Even if you name where your mother is being treated, being that Im in the US, I would have no idea what places are good and which one arent. Plus OCF is NOT a doctor/hospital referral or rating organization. For those types of things you will need to find something in your country that provides that type of rating service. Here at OCF, its best to leave out specific doctors names and to be very careful when posting the names of treatment facilities. We can NOT allow the posting of any negative info associated with any doctor or treatment facilities name to be written on our public forum.

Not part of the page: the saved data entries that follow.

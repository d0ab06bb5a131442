//! Payload types for each state slice pushed over the real-time channel.
//!
//! These mirror what the simulation server emits. Decoding is lenient:
//! unknown fields are ignored and missing fields fall back to their
//! defaults, because the client only stages these values for rendering
//! and never interprets simulation semantics.

use std::collections::BTreeMap;

use serde::{Deserialize, Serialize};
use ts_rs::TS;

use crate::ids::WireId;

// ---------------------------------------------------------------------------
// Road network
// ---------------------------------------------------------------------------

/// A geographic point.
#[derive(Debug, Clone, Copy, Default, PartialEq, Serialize, Deserialize, TS)]
#[ts(export, export_to = "bindings/")]
#[serde(default)]
pub struct RoutePoint {
    /// Latitude in degrees.
    pub lat: f64,
    /// Longitude in degrees.
    pub lon: f64,
}

/// An intersection in the city graph.
#[derive(Debug, Clone, Default, PartialEq, Serialize, Deserialize, TS)]
#[ts(export, export_to = "bindings/")]
#[serde(default)]
pub struct GraphNode {
    /// Server-assigned node id (a raw map id on the live server).
    pub id: WireId,
    /// Latitude in degrees.
    pub lat: f64,
    /// Longitude in degrees.
    pub lon: f64,
    /// Display name.
    pub name: Option<String>,
    /// Whether more than one road leaves this node.
    pub is_intersection: Option<bool>,
}

/// A directed road segment in the city graph.
#[derive(Debug, Clone, Default, PartialEq, Serialize, Deserialize, TS)]
#[ts(export, export_to = "bindings/")]
#[serde(default)]
pub struct GraphEdge {
    /// Server-assigned edge id (key of the congestion map).
    pub id: String,
    /// Origin node id.
    #[serde(alias = "source")]
    pub source_id: WireId,
    /// Destination node id.
    #[serde(alias = "target")]
    pub target_id: WireId,
    /// Origin latitude.
    pub source_lat: f64,
    /// Origin longitude.
    pub source_lon: f64,
    /// Destination latitude.
    pub target_lat: f64,
    /// Destination longitude.
    pub target_lon: f64,
    /// Street name.
    pub name: Option<String>,
    /// Congestion level embedded in graph snapshots, when present.
    pub congestion: Option<f64>,
}

/// The full road network (`city_graph` slice).
#[derive(Debug, Clone, Default, PartialEq, Serialize, Deserialize, TS)]
#[ts(export, export_to = "bindings/")]
#[serde(default)]
pub struct CityGraph {
    /// All intersections.
    pub nodes: Vec<GraphNode>,
    /// All road segments.
    pub edges: Vec<GraphEdge>,
}

// ---------------------------------------------------------------------------
// Traffic, vehicles, incidents
// ---------------------------------------------------------------------------

/// One traffic light as reported by the server.
#[derive(Debug, Clone, Default, PartialEq, Serialize, Deserialize, TS)]
#[ts(export, export_to = "bindings/")]
#[serde(default)]
pub struct TrafficLight {
    /// Light id.
    pub id: String,
    /// Intersection the light controls.
    pub node_id: Option<WireId>,
    /// Latitude.
    pub lat: f64,
    /// Longitude.
    pub lon: f64,
    /// Current phase (`green`, `yellow`, `red`).
    pub state: String,
    /// Seconds until the next phase change.
    pub next_change: Option<f64>,
    /// Timestamp of the last phase change.
    pub last_change: Option<f64>,
    /// Number of queued vehicles.
    pub queue_length: Option<u32>,
}

/// One vehicle on the network.
#[derive(Debug, Clone, Default, PartialEq, Serialize, Deserialize, TS)]
#[ts(export, export_to = "bindings/")]
#[serde(default)]
pub struct Vehicle {
    /// Vehicle id.
    pub id: String,
    /// Vehicle class (`car`, `bus`, `truck`, ...).
    #[serde(rename = "type")]
    pub vehicle_type: Option<String>,
    /// Current latitude.
    pub lat: f64,
    /// Current longitude.
    pub lon: f64,
    /// Origin label or node id.
    pub origin: Option<WireId>,
    /// Destination label or node id.
    pub destination: Option<WireId>,
    /// Current speed.
    pub speed: Option<f64>,
    /// Movement status (`moving`, `waiting`, `arrived`).
    pub status: Option<String>,
    /// Estimated time of arrival in milliseconds.
    pub eta: Option<f64>,
    /// Remaining route as a polyline.
    pub current_route: Vec<RoutePoint>,
}

/// An active incident.
#[derive(Debug, Clone, Default, PartialEq, Serialize, Deserialize, TS)]
#[ts(export, export_to = "bindings/")]
#[serde(default)]
pub struct Incident {
    /// Incident id, when the server assigns one.
    pub id: Option<String>,
    /// Incident class (`accident`, `congestion`, `roadwork`, ...).
    #[serde(rename = "type")]
    pub incident_type: String,
    /// Latitude.
    pub lat: f64,
    /// Longitude.
    pub lon: f64,
    /// Edge the incident sits on.
    pub edge_id: Option<String>,
    /// When the incident was reported (Unix seconds).
    pub timestamp: Option<f64>,
    /// Expected duration in seconds.
    pub duration: Option<f64>,
    /// When the incident is expected to clear (Unix seconds).
    pub expected_clearance: Option<f64>,
    /// Severity label.
    pub severity: Option<String>,
}

/// Congestion level (0.0 free flow .. 1.0 gridlock) keyed by edge id.
pub type CongestionMap = BTreeMap<String, f64>;

/// Open-ended analytics metrics keyed by metric name.
pub type AnalyticsSummary = BTreeMap<String, serde_json::Value>;

/// Payload of a `simulation_status` event.
#[derive(Debug, Clone, Default, PartialEq, Eq, Serialize, Deserialize, TS)]
#[ts(export, export_to = "bindings/")]
#[serde(default)]
pub struct SimulationStatus {
    /// Whether the simulation is currently running.
    pub running: bool,
    /// Optional human-readable message.
    pub message: Option<String>,
    /// Optional severity for the message (`info`, `success`, `error`).
    pub status: Option<String>,
}

impl SimulationStatus {
    /// The user-facing `(message, status)` pair, when both are present.
    pub fn announcement(&self) -> Option<(&str, &str)> {
        match (self.message.as_deref(), self.status.as_deref()) {
            (Some(message), Some(status)) if !message.is_empty() => Some((message, status)),
            _ => None,
        }
    }
}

The best thing you can do to help your mother is to read and learn about your mothers cancer. By being an informed caregiver it will help make you a strong advocate for your mother. I posted a couple links on my previous reply. Take some time and read thru the main OCF site. Theres page after page of info to help you better understand cancer and how its treated. Its certainly is a small world having another patient join OCF who had ACC recently. While every patient is different and will respond to things in their own unique way, Im sure you find it comforting having another ACC patient/survivor who is actively posting. Our site helps make the world a much smaller place! Members become friends, often very close friends which are like long lost relatives. Ive made many close friends from all over the world and been fortunate enough to have been able to meet many OC patients/survivors and caregivers in person at different OCF events over the years. Knowing theres others out there who have been thru similar situations helps to create strong bonds. Im sure your mother will find great comfort in knowing she isnt alone with her illness.